7. IL PARADOSSO DEL CONVEGNO: LA FESTA DI CHI HA FALLITO
Ed eccoci alla parte più grottesca: la celebrazione dei “30 anni”. Nel manifesto ci sono decine e decine di nomi: dirigenti, moderatori, presidenti, coordinatori, segreterie, comitati scientifici, comitati organizzativi, referenti dei referenti… Una processione di figuri (e figurine) che negli ultimi anni compaiono sistematicamente nella stampa locale ogni volta che il 118 fa acqua. E cosa fanno? Si autocelebrano. Si auto-premiano. Consegnano “targhe commemorative”. Posano per le foto. Mangiano (soprattutto) al buffet. Mentre sul territorio: mancano mezzi, mancano uomini, mancano medici, mancano infermieri, mancano perfino le garanzie minime. È come se l’equipaggio del Titanic avesse organizzato un convegno per celebrare “l’eccellenza della navigazione”.
Ma questo Occhiuto lo sa? Certo che lo sa! E se non provvede è solo per incapacità, nel tentativo di mantenere quel clientelismo che è stato capace di farlo rieleggere. Altrimenti col cacchio che i Calabresi lo avrebbero fatto di nuovo sedere sullo scranno regionale…
8. DAL POLLINO ALL’ASPROMONTE: LE FRATTURE DI UN SISTEMA IRRECUPERABILE (se non cambiano questi mangiapaneatradimento)

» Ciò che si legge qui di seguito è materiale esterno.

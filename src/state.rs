use std::path::Path;

use anyhow::{Context, Result};
use chrono::Local;

use tabstat::config::AppConfig;
use tabstat::data::histogram::{Histogram, DEFAULT_BINS};
use tabstat::data::report::write_report;
use tabstat::data::summary::describe;
use tabstat::data::{analyze_file, load_file, Dataset, Outcome};
use tabstat::session::Session;
use tabstat::upload::store_upload;

use crate::color::ColumnColors;

/// Commands kept in the history list.
const HISTORY_LIMIT: usize = 50;

#[derive(Debug, Clone)]
pub struct HistoryEntry {
    pub command: String,
    pub success: bool,
}

// ---------------------------------------------------------------------------
// Application state
// ---------------------------------------------------------------------------

/// The full UI state, independent of rendering.
///
/// Only metadata of the upload lives here; every command, export and
/// histogram reloads the stored file.
pub struct AppState {
    pub config: AppConfig,

    /// Last uploaded file.
    pub session: Session,

    /// Text in the command line.
    pub command_input: String,

    /// Result of the most recent command.
    pub last_outcome: Option<Outcome>,

    /// Earlier commands, oldest first.
    pub history: Vec<HistoryEntry>,

    /// Numeric column shown in the histogram.
    pub histogram_column: Option<String>,
    pub histogram: Option<Histogram>,

    pub column_colors: Option<ColumnColors>,

    /// Status / error message shown in the UI.
    pub status_message: Option<String>,
}

impl AppState {
    pub fn new(config: AppConfig) -> Self {
        Self {
            config,
            session: Session::new(),
            command_input: String::new(),
            last_outcome: None,
            history: Vec::new(),
            histogram_column: None,
            histogram: None,
            column_colors: None,
            status_message: None,
        }
    }

    /// Store `source` as an upload, load it and record it in the session.
    pub fn open_upload(&mut self, source: &Path) {
        match self.try_open_upload(source) {
            Ok(()) => self.status_message = None,
            Err(e) => {
                log::error!("Failed to open {}: {e:#}", source.display());
                self.status_message = Some(format!("Error: {e:#}"));
            }
        }
    }

    fn try_open_upload(&mut self, source: &Path) -> Result<()> {
        let filename = source
            .file_name()
            .and_then(|n| n.to_str())
            .context("file name is not valid UTF-8")?;
        let bytes = std::fs::read(source)
            .with_context(|| format!("reading {}", source.display()))?;
        let stored = store_upload(&self.config, filename, &bytes)?;
        let dataset = load_file(&stored)?;

        let record = self
            .session
            .record_upload(&stored, filename, &dataset, self.config.preview_rows);
        self.column_colors = Some(ColumnColors::new(&record.info.columns));
        self.histogram_column = record.info.numeric_columns().first().map(|c| c.to_string());

        self.histogram = self
            .histogram_column
            .as_deref()
            .and_then(|col| histogram_for(&dataset, col));
        self.last_outcome = None;
        self.history.clear();
        Ok(())
    }

    /// Evaluate the command line against a fresh load of the stored file.
    pub fn run_command(&mut self) {
        let Some(path) = self.session.stored_path() else {
            self.status_message = Some("Open a file first (File → Open…)".to_string());
            return;
        };
        let outcome = analyze_file(path, &self.command_input);

        let command = tabstat::data::command::normalize(&self.command_input);
        self.history.push(HistoryEntry {
            command,
            success: outcome.is_success(),
        });
        if self.history.len() > HISTORY_LIMIT {
            self.history.remove(0);
        }
        self.last_outcome = Some(outcome);
    }

    /// Switch the histogram to `column`, reloading the stored file.
    pub fn set_histogram_column(&mut self, column: String) {
        let Some(path) = self.session.stored_path() else {
            return;
        };
        match load_file(path) {
            Ok(dataset) => {
                self.histogram = histogram_for(&dataset, &column);
                self.histogram_column = Some(column);
            }
            Err(e) => {
                log::error!("Failed to reload {}: {e}", path.display());
                self.status_message = Some(format!("Error: {e}"));
            }
        }
    }

    /// Write the `describe` table of the stored file to `target` as CSV.
    pub fn export_analysis(&mut self, target: &Path) {
        let result = self.loaded_dataset().and_then(|(_, ds)| describe(&ds).save(target));
        self.report_export("analysis", target, result);
    }

    /// Write the Markdown report of the stored file to `target`.
    pub fn export_report(&mut self, target: &Path) {
        let result = self.loaded_dataset().and_then(|(filename, ds)| {
            write_report(target, &describe(&ds), &filename, Local::now().naive_local())
        });
        self.report_export("report", target, result);
    }

    fn loaded_dataset(&self) -> Result<(String, Dataset)> {
        let record = self.session.current().context("no file loaded")?;
        let dataset = load_file(&record.stored_path)?;
        Ok((record.info.filename.clone(), dataset))
    }

    fn report_export(&mut self, what: &str, target: &Path, result: Result<()>) {
        match result {
            Ok(()) => {
                self.status_message = Some(format!("Saved {what} to {}", target.display()));
            }
            Err(e) => {
                log::error!("Failed to export {what}: {e:#}");
                self.status_message = Some(format!("Error: {e:#}"));
            }
        }
    }
}

fn histogram_for(dataset: &Dataset, column: &str) -> Option<Histogram> {
    let col = dataset.column(column)?;
    Histogram::compute(&col.numeric_values(), DEFAULT_BINS)
}

#[cfg(test)]
mod tests {
    use super::*;

    fn state_with_upload(dir: &Path) -> AppState {
        let source = dir.join("people.csv");
        std::fs::write(&source, "Name,Age\nAnn,30\nBo,40\nCy,\n").unwrap();
        let config = AppConfig {
            upload_dir: dir.join("uploads"),
            ..AppConfig::default()
        };
        let mut state = AppState::new(config);
        state.open_upload(&source);
        state
    }

    #[test]
    fn upload_then_command() {
        let dir = tempfile::tempdir().unwrap();
        let mut state = state_with_upload(dir.path());
        assert_eq!(state.status_message, None);
        assert!(dir.path().join("uploads/people.csv").is_file());
        assert_eq!(state.histogram_column.as_deref(), Some("Age"));

        state.command_input = "Mean of AGE".to_string();
        state.run_command();
        let json = serde_json::to_value(state.last_outcome.as_ref().unwrap()).unwrap();
        assert_eq!(json["result"]["Age"]["mean"], serde_json::json!(35.0));
        assert_eq!(state.history.last().unwrap().command, "mean of age");
    }

    #[test]
    fn exports_write_files() {
        let dir = tempfile::tempdir().unwrap();
        let mut state = state_with_upload(dir.path());

        let csv_path = dir.path().join("analysis_people.csv");
        state.export_analysis(&csv_path);
        assert!(std::fs::read_to_string(&csv_path).unwrap().contains("Age,float64,2"));

        let report_path = dir.path().join("report_people.md");
        state.export_report(&report_path);
        assert!(std::fs::read_to_string(&report_path).unwrap().contains("File: people.csv"));
    }

    #[test]
    fn command_without_file_sets_status() {
        let mut state = AppState::new(AppConfig::default());
        state.run_command();
        assert!(state.last_outcome.is_none());
        assert!(state.status_message.is_some());
    }
}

Il disastro non è localizzato. È diffuso, uniforme, trasversale. Nel Pollino: coperture a macchia di leopardo, mezzi insufficienti, distanze enormi non compensate da un servizio rapido. Ad un codice rosso non si arriva in meno di 30 minuti!
Nella Sila: interi paesi scoperti nelle ore diurne, notturne e festivi.
Sulla costa ionica: postazioni ridotte all’osso, turni impossibili, medicalizzate rare come unicorni.
Nella Piana: caos cronico, pochi uomini, tanti casi, gestione difficilissima.
Nell’Aspromonte: lo Stato moderno convive con la geografia, ma il servizio di emergenza vive come se fosse il 1975. Ovunque: ritardi. Ovunque: improvvisazione. Ovunque: cittadini lasciati soli.
9. LA VERITÀ FINALE: NON È UNA CELEBRAZIONE, È UN AUTOGOAL ISTITUZIONALIZZATO
La Calabria non ha bisogno di questo convegno. Non ha bisogno di un manifesto con cento nomi. Non ha bisogno di autocelebrazioni. Ha bisogno di: personale vero centrali operative serie, dirigenti competenti, piani veri, responsabilità chiare
Finché questi ingredienti non ci saranno, il 118 calabrese resterà un servizio che funziona solo sulla carta. E questo trentennale resterà quello che è: La festa di chi ha guidato il 118 verso il baratro, mentre le famiglie portano ancora il lutto dei loro cari. NOI DI IACCHITE’ SAREMO COMUNQUE PRESENTI ALLA CERIMONIA E DOCUMENTEREMO OGNI SINGOLA PAROLA, OGNI SINGOLO GESTO. PROMESSO! Ci putiti mina’ ccu na mazza, anzi ccu nu… Borsello!!!